After skipping last AntiFriday, I’ve already shared some anti-ness and backlashing on Murketing this week: complaints about a new means of show-interruption on TBS, and mixed feelings, at the least, about street artist Fauxreel’s Vespa work (see The Aesthetic Poetic for an earlier take on that). Here’s what else I can offer from the week in dissent and critiques and complaints and like that.
1. Advertising & Marketing Made Easy and Wired both address the recent cellphone-radiation-pops-pocorn viral video — which has apparently been viewed 4 million+ times, and which turned out to be an ad. In truth, I haven’t personally seen a ton of backlash about this, but people have asked me about it. The answer is: I’m not a fan of this kind of thing, at all. But it does seem to have gotten this company’s name around. Whether it does much for the client or not, I’m guessing the marketing firm that made the thing will get some new business as a result.
2. “On July 1st, the Anti-Advertising Agency and Rami Tabello of IllegalSigns.ca will give a free workshop teaching you how to identify illegal advertising and get it taken down. You will leave this workshop equipped to have illegal signs removed in your neighborhood.” Details.
3. Variety:
The U.K. media minister has attacked product placement in TV shows and said he will not allow the practice on British broadcasters even though it has been approved by the European Union.
The news is likely to infuriate TV companies, including beleaguered terrestrial giant ITV, which are all trying to find additional revenue streams as new media continues to make inroads into traditional advertising.
Andy Burnham, secretary of state at the Dept. of Culture, Media and Sport since January, dropped his bombshell Wednesday in his first big policy speech on broadcasting.
He said product placement would undermine the status that British TV enjoys internationally and “contaminate” programs.
Does it mean anything to consumers in the U.S.? The Guardian says: Not really.
Andy Burnham, the culture secretary, may have given product placement the thumbs down in Britain – but in the US Jack Bauer still wants you to use Dell Computers and Ford cars. Although, if that’s not quite your style, you could always turn to Michael Scott, American boss of The Office, who only uses Hewlett Packard. Or the casts of Heroes and Desperate Housewives, who would be disappointed if you drove anything but a Nissan.

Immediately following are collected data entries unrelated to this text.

//! Centroid representations.
//!
//! A node is summarized by the per-feature mean of either its own instances
//! or every instance in its subtree. An empty set averages to a zero-length
//! vector rather than NaNs.

#[cfg(feature = "serde")]
use serde::{Deserialize, Serialize};

use super::node::Instance;
use crate::error::{Error, Result};

/// Name carried by every computed representation.
pub const CENTROID_NAME: &str = "centroid";

/// Which instances feed a node's centroid.
#[derive(Debug, Clone, Copy, PartialEq, Eq, Default)]
#[cfg_attr(feature = "serde", derive(Serialize, Deserialize))]
pub enum CentroidScope {
    /// Only the node's own instances.
    #[default]
    DirectOnly,
    /// The node's instances plus those of every descendant.
    IncludeSubtree,
}

/// Representation of a node with nothing to average.
pub fn empty(node_id: &str) -> Instance {
    Instance::new(node_id, Vec::new()).with_name(CENTROID_NAME)
}

/// Per-feature mean of `instances`, tagged with `node_id`.
///
/// The dimension is taken from the first instance; any other length is an
/// error.
pub fn mean<'a, I>(node_id: &str, instances: I) -> Result<Instance>
where
    I: IntoIterator<Item = &'a Instance>,
{
    let mut sums: Option<Vec<f64>> = None;
    let mut count = 0usize;

    for instance in instances {
        let acc = sums.get_or_insert_with(|| vec![0.0; instance.dimension()]);
        if acc.len() != instance.dimension() {
            return Err(Error::DimensionMismatch {
                expected: acc.len(),
                found: instance.dimension(),
            });
        }
        for (s, v) in acc.iter_mut().zip(&instance.features) {
            *s += v;
        }
        count += 1;
    }

    let mut features = sums.unwrap_or_default();
    if count > 0 {
        let n = count as f64;
        for s in &mut features {
            *s /= n;
        }
    }

    Ok(Instance::new(node_id, features).with_name(CENTROID_NAME))
}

In a country where even the subtitling is sponsored and the running time of most shows is almost one-third commercials, no opportunity to sell is missed. Which is why there were a massive 117,976 individual product placements across America’s top 11 TV channels in the first three months of this year, according to Nielsen Media Research. And the phenomenon is growing – the top 10 prime-time programmes alone were responsible for an increase of 39% in product placement in the last year across the six biggest channels.
4. Ad Age:
Under pressure from Washington, top drug makers including Merck, Johnson & Johnson and Pfizer are agreeing a six-month moratorium on advertising new drugs to consumers and will limit how doctors are used in their ads.
5. Wake-Up Wal-Mart points to news of an Atascadero, California, effort to keep the famous chain out of that area. Story:
An initiative that would block a Wal-Mart Superstore proposed for Atascadero’s north end has obtained enough valid signatures to qualify for the November ballot.
The petition for the measure, called the Atascadero Shield Initiative by its proponents, contained at least 1,511 valid signatures, enough to satisfy the requirement that 10 percent of registered voters sign it, City Clerk Marcia McClure Torgerson confirmed Friday.
Tom Comar, a leader of the anti-Wal-Mart effort, said the measure is intended “to protect local businesses, to ensure that the General Plan is maintained and to protect the rural, small-town character and the feel of this unique city on the Central Coast.”